I wanted to move my /home dir onto a separate parition from the one that my root dir is on. I previously asked how to do it and I’ve been given some tutorials which have not been efective. Many of them either have me delete my /home dir, or “renaming” it (example: mv /home /old-home) and it can’t be done. The other method that I’ve been given was making a reinstall and mount everything how I want. The only problem is I don’t know how to do it. So I am asking you, how to mount the home dir on a separate partition when installing Fedora? I am willing to reinstall it because I don’t really have anything to lose and because after this, I wouldn’t lose any data if something happens and I have to reinstall my OS again.
I don’t know if it’s relevant, but I only have a 512GB SSD.

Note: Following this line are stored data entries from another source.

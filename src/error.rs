use std::path::PathBuf;

use thiserror::Error;

/// Every failure a single analysis run can surface.
///
/// Each variant maps to a process exit code so the binary can report which
/// stage aborted without parsing the message.
#[derive(Debug, Error)]
pub enum AppError {
    #[error("configuration error: {message}")]
    Config { message: String },

    #[error("failed to read '{}': {source}", path.display())]
    Io {
        path: PathBuf,
        #[source]
        source: std::io::Error,
    },

    #[error("malformed CSV '{}': {message}", path.display())]
    Csv { path: PathBuf, message: String },

    #[error("column not found: `{column}`")]
    ColumnNotFound { column: String },

    #[error("dimension mismatch in {context}: expected {expected}, found {found}")]
    DimensionMismatch {
        context: &'static str,
        expected: usize,
        found: usize,
    },

    #[error("column `{column}` has zero range (min == max)")]
    DegenerateColumn { column: String },

    #[error("invalid input: {0}")]
    InvalidInput(String),

    #[error("{model} fit did not converge: {reason}")]
    FitDidNotConverge { model: &'static str, reason: String },

    #[error("clustering hit the iteration cap ({iterations}) without converging")]
    IterationCapReached { iterations: usize },

    #[error("export failed: {0}")]
    Export(String),
}

impl AppError {
    pub fn config(message: impl Into<String>) -> Self {
        Self::Config {
            message: message.into(),
        }
    }

    pub fn column_not_found(column: impl Into<String>) -> Self {
        Self::ColumnNotFound {
            column: column.into(),
        }
    }

    pub fn exit_code(&self) -> u8 {
        match self {
            AppError::Config { .. } | AppError::Io { .. } | AppError::Csv { .. } => 2,
            AppError::ColumnNotFound { .. } => 3,
            AppError::DimensionMismatch { .. }
            | AppError::DegenerateColumn { .. }
            | AppError::InvalidInput(_) => 4,
            AppError::FitDidNotConverge { .. } | AppError::IterationCapReached { .. } => 5,
            AppError::Export(_) => 6,
        }
    }
}
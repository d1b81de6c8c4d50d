//! Growth-curve model implementations.
//!
//! Models are implemented as small, pure functions so that fitting and band
//! code can stay generic over `ModelKind`.

pub mod model;

pub use model::*;
//! Nonlinear least-squares fitting for a single model kind.
//!
//! Given paired observations `(x_i, y_i)` and a model `f(x; a, b)`, we minimize
//!
//! ```text
//! SSE(a, b) = Σ (y_i - f(x_i; a, b))²
//! ```
//!
//! with Levenberg–Marquardt:
//! - start from `(1, 1)` unless the caller supplies a guess
//! - at each iteration solve the damped linear step (see `math::ols::damped_step`)
//! - accept the step if SSE decreases (and relax damping), otherwise reject and
//!   increase damping
//! - stop on a relative SSE or step-size tolerance, or fail once the iteration
//!   budget is spent
//!
//! After convergence the parameter covariance is `s² (JᵀJ)⁻¹` with
//! `s² = SSE / (n - p)`.

use nalgebra::{DMatrix, DVector};
use tracing::debug;

use crate::domain::{FittedModel, ModelKind};
use crate::error::AppError;
use crate::math::damped_step;
use crate::models::{check_domain, fill_jacobian_row, predict};

const LAMBDA_INIT: f64 = 1e-3;
const LAMBDA_MIN: f64 = 1e-15;
const LAMBDA_MAX: f64 = 1e16;

/// Optimizer budget and starting point.
#[derive(Debug, Clone)]
pub struct FitOptions {
    /// Starting parameters `[a, b]`.
    pub initial: Vec<f64>,
    /// Maximum number of LM iterations (accepted or rejected steps).
    pub max_iterations: usize,
    /// Relative tolerance on SSE reduction and on step size.
    pub tolerance: f64,
}

impl Default for FitOptions {
    fn default() -> Self {
        Self {
            initial: vec![1.0, 1.0],
            max_iterations: 200,
            tolerance: 1e-10,
        }
    }
}

/// Fit `model` to `(x, y)`.
///
/// Fails with `FitDidNotConverge` on out-of-domain or non-finite input, on a
/// non-finite model evaluation at the start point, when the budget runs out,
/// or when the final Jacobian is singular.
pub fn fit_curve(
    model: ModelKind,
    x: &[f64],
    y: &[f64],
    opts: &FitOptions,
) -> Result<FittedModel, AppError> {
    let fail = |reason: String| AppError::FitDidNotConverge {
        model: model.display_name(),
        reason,
    };

    let p = model.param_count();
    let n = x.len();

    if y.len() != n {
        return Err(AppError::DimensionMismatch {
            context: "curve fit samples",
            expected: n,
            found: y.len(),
        });
    }
    if opts.initial.len() != p {
        return Err(AppError::DimensionMismatch {
            context: "curve fit initial guess",
            expected: p,
            found: opts.initial.len(),
        });
    }
    if n < p {
        return Err(fail(format!("need at least {p} observations, got {n}")));
    }
    check_domain(model, x).map_err(fail)?;
    if let Some((i, v)) = y.iter().enumerate().find(|(_, v)| !v.is_finite()) {
        return Err(fail(format!("non-finite y={v} at index {i}")));
    }

    let mut params = DVector::from_column_slice(&opts.initial);
    let mut residuals =
        residuals_at(model, x, y, params.as_slice()).ok_or_else(|| fail("model is not finite at the initial guess".into()))?;
    let mut sse = residuals.norm_squared();
    let mut lambda = LAMBDA_INIT;
    let tol = opts.tolerance.max(f64::EPSILON);

    let mut converged = sse == 0.0;
    let mut iterations = 0usize;

    while !converged && iterations < opts.max_iterations {
        iterations += 1;

        let jac = jacobian(model, x, params.as_slice());
        if jac.iter().any(|v| !v.is_finite()) {
            return Err(fail(format!(
                "non-finite Jacobian at iteration {iterations} (params={:?})",
                params.as_slice()
            )));
        }
        let Some(step) = damped_step(&jac, &residuals, lambda) else {
            lambda = (lambda * 10.0).min(LAMBDA_MAX);
            continue;
        };

        let candidate = &params + &step;
        let step_small = step.norm() <= tol * (params.norm() + tol);

        match residuals_at(model, x, y, candidate.as_slice()) {
            Some(r_new) if r_new.norm_squared() < sse => {
                let sse_new = r_new.norm_squared();
                let rel_drop = (sse - sse_new) / sse;
                debug!(
                    model = model.display_name(),
                    iteration = iterations,
                    sse = sse_new,
                    lambda,
                    "accepted step"
                );

                params = candidate;
                residuals = r_new;
                sse = sse_new;
                lambda = (lambda / 10.0).max(LAMBDA_MIN);
                converged = rel_drop <= tol || step_small || sse == 0.0;
            }
            _ => {
                // A rejected step that is already negligible means no nearby
                // point improves on the current one.
                converged = step_small;
                lambda *= 10.0;
                if lambda > LAMBDA_MAX && !converged {
                    return Err(fail(format!(
                        "damping diverged after {iterations} iterations (SSE={sse:.6e})"
                    )));
                }
            }
        }
    }

    if !converged {
        return Err(fail(format!(
            "iteration budget of {} exhausted (SSE={sse:.6e})",
            opts.max_iterations
        )));
    }

    let covariance = covariance(model, x, params.as_slice(), sse, n, p)
        .ok_or_else(|| fail("singular Jacobian at the solution; parameters are not identifiable".into()))?;

    let sigma: Vec<f64> = (0..p).map(|i| covariance[(i, i)].abs().sqrt()).collect();

    Ok(FittedModel {
        model,
        params: params.iter().copied().collect(),
        sigma,
        covariance: covariance.transpose().iter().copied().collect(),
        sse,
        rmse: (sse / n as f64).sqrt(),
        n,
        iterations,
    })
}

fn residuals_at(model: ModelKind, x: &[f64], y: &[f64], params: &[f64]) -> Option<DVector<f64>> {
    let mut out = DVector::zeros(x.len());
    for (i, (&xi, &yi)) in x.iter().zip(y).enumerate() {
        let f = predict(model, xi, params);
        if !f.is_finite() {
            return None;
        }
        out[i] = yi - f;
    }
    Some(out)
}

fn jacobian(model: ModelKind, x: &[f64], params: &[f64]) -> DMatrix<f64> {
    let p = params.len();
    let mut jac = DMatrix::zeros(x.len(), p);
    let mut row = vec![0.0; p];
    for (i, &xi) in x.iter().enumerate() {
        fill_jacobian_row(model, xi, params, &mut row);
        for (j, v) in row.iter().enumerate() {
            jac[(i, j)] = *v;
        }
    }
    jac
}

fn covariance(model: ModelKind, x: &[f64], params: &[f64], sse: f64, n: usize, p: usize) -> Option<DMatrix<f64>> {
    let jac = jacobian(model, x, params);
    if jac.iter().any(|v| !v.is_finite()) {
        return None;
    }
    let jtj_inv = (jac.transpose() * &jac).try_inverse()?;
    if jtj_inv.iter().any(|v| !v.is_finite()) {
        return None;
    }

    // With no residual degrees of freedom the variance estimate is undefined.
    if n <= p {
        return Some(DMatrix::from_element(p, p, f64::INFINITY));
    }
    let s2 = sse / (n - p) as f64;
    Some(jtj_inv * s2)
}

#[cfg(test)]
mod tests {
    use super::*;
    use crate::math::linspace;
    use crate::models::predict_all;

    #[test]
    fn power_recovers_exact_parameters() {
        let x = [1.0, 4.0, 9.0];
        let y = predict_all(ModelKind::Power, &x, &[2.0, 0.5]);
        let fit = fit_curve(ModelKind::Power, &x, &y, &FitOptions::default()).unwrap();

        assert!((fit.params[0] - 2.0).abs() < 1e-6, "a={}", fit.params[0]);
        assert!((fit.params[1] - 0.5).abs() < 1e-6, "b={}", fit.params[1]);
        assert!(fit.sse < 1e-10);
        assert_eq!(fit.sigma.len(), 2);
        assert_eq!(fit.covariance.len(), 4);
    }

    #[test]
    fn sigmoid_recovers_exact_parameters() {
        let x = linspace(-3.0, 3.0, 13);
        let y = predict_all(ModelKind::Sigmoid, &x, &[5.0, 1.5]);
        let fit = fit_curve(ModelKind::Sigmoid, &x, &y, &FitOptions::default()).unwrap();

        assert!((fit.params[0] - 5.0).abs() < 1e-6, "a={}", fit.params[0]);
        assert!((fit.params[1] - 1.5).abs() < 1e-6, "b={}", fit.params[1]);
    }

    #[test]
    fn noisy_fit_reports_finite_positive_sigma() {
        let x = linspace(1.0, 20.0, 25);
        let y: Vec<f64> = x
            .iter()
            .enumerate()
            .map(|(i, &xi)| 3.0 * xi.powf(0.7) + if i % 2 == 0 { 0.3 } else { -0.3 })
            .collect();
        let fit = fit_curve(ModelKind::Power, &x, &y, &FitOptions::default()).unwrap();
        assert!((fit.params[1] - 0.7).abs() < 0.05);
        for s in &fit.sigma {
            assert!(s.is_finite() && *s > 0.0);
        }
    }

    #[test]
    fn power_rejects_nonpositive_x() {
        let err = fit_curve(ModelKind::Power, &[0.0, 1.0, 2.0], &[0.0, 1.0, 2.0], &FitOptions::default())
            .unwrap_err();
        assert!(matches!(err, AppError::FitDidNotConverge { model: "power", .. }));
    }

    #[test]
    fn non_finite_y_is_rejected() {
        let err = fit_curve(ModelKind::Sigmoid, &[0.0, 1.0, 2.0], &[0.0, f64::NAN, 2.0], &FitOptions::default())
            .unwrap_err();
        assert!(matches!(err, AppError::FitDidNotConverge { .. }));
    }

    #[test]
    fn exhausted_budget_fails() {
        let x = [1.0, 4.0, 9.0];
        let y = predict_all(ModelKind::Power, &x, &[2.0, 0.5]);
        let opts = FitOptions {
            max_iterations: 1,
            ..FitOptions::default()
        };
        let err = fit_curve(ModelKind::Power, &x, &y, &opts).unwrap_err();
        assert!(matches!(err, AppError::FitDidNotConverge { .. }));
        assert!(err.to_string().contains("budget"));
    }

    /// Scattered, zero-filled data shaped like the renewable/access indicators.
    fn indicator_like_sample(n: usize) -> (Vec<f64>, Vec<f64>) {
        let mut state: u64 = 0x2545_f491_4f6c_dd1d;
        let mut next = || {
            state = state.wrapping_mul(6_364_136_223_846_793_005).wrapping_add(1_442_695_040_888_963_407);
            (state >> 11) as f64 / (1u64 << 53) as f64
        };
        let mut x = Vec::with_capacity(n);
        let mut y = Vec::with_capacity(n);
        for i in 0..n {
            let xi = 100.0 * next().powf(1.5);
            let yi = 40.0 + 60.0 * next();
            x.push(if i % 7 == 0 { 0.0 } else { xi });
            y.push(if i % 11 == 0 { 0.0 } else { yi });
        }
        (x, y)
    }

    #[test]
    fn sigmoid_on_scattered_zero_filled_data_does_not_panic() {
        let (x, y) = indicator_like_sample(250);
        let outcome = std::panic::catch_unwind(|| fit_curve(ModelKind::Sigmoid, &x, &y, &FitOptions::default()));
        match outcome.expect("sigmoid fit panicked") {
            Ok(fit) => {
                assert!(fit.params.iter().all(|p| p.is_finite()));
                assert!(fit.sse.is_finite());
            }
            Err(err) => assert!(matches!(err, AppError::FitDidNotConverge { .. }), "{err}"),
        }
    }

    #[test]
    fn mismatched_lengths_fail() {
        let err = fit_curve(ModelKind::Sigmoid, &[1.0, 2.0], &[1.0], &FitOptions::default()).unwrap_err();
        assert!(matches!(err, AppError::DimensionMismatch { .. }));
    }
}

In Fedora 33 Workstation, by default /home is a separate btrfs subvolume rather than a separate partition. While it’s theoretically possible to rearrange this on the fly (by shrinking the filesystem and then rearranging the mount points), doing it at install time is by far the easiest, and can be accomplished in either Custom or Advanced Custom partitioning in the installer GUI. The guide here https://docs.fedoraproject.org/en-US/fedora/rawhide/install-guide/appendixes/Disk_Partitions/ should give you the background you need to do this.

What is your goal in having a separate partition? Note that many of the reasons for doing that are also met by the current system of having a separate Btrfs subvolume.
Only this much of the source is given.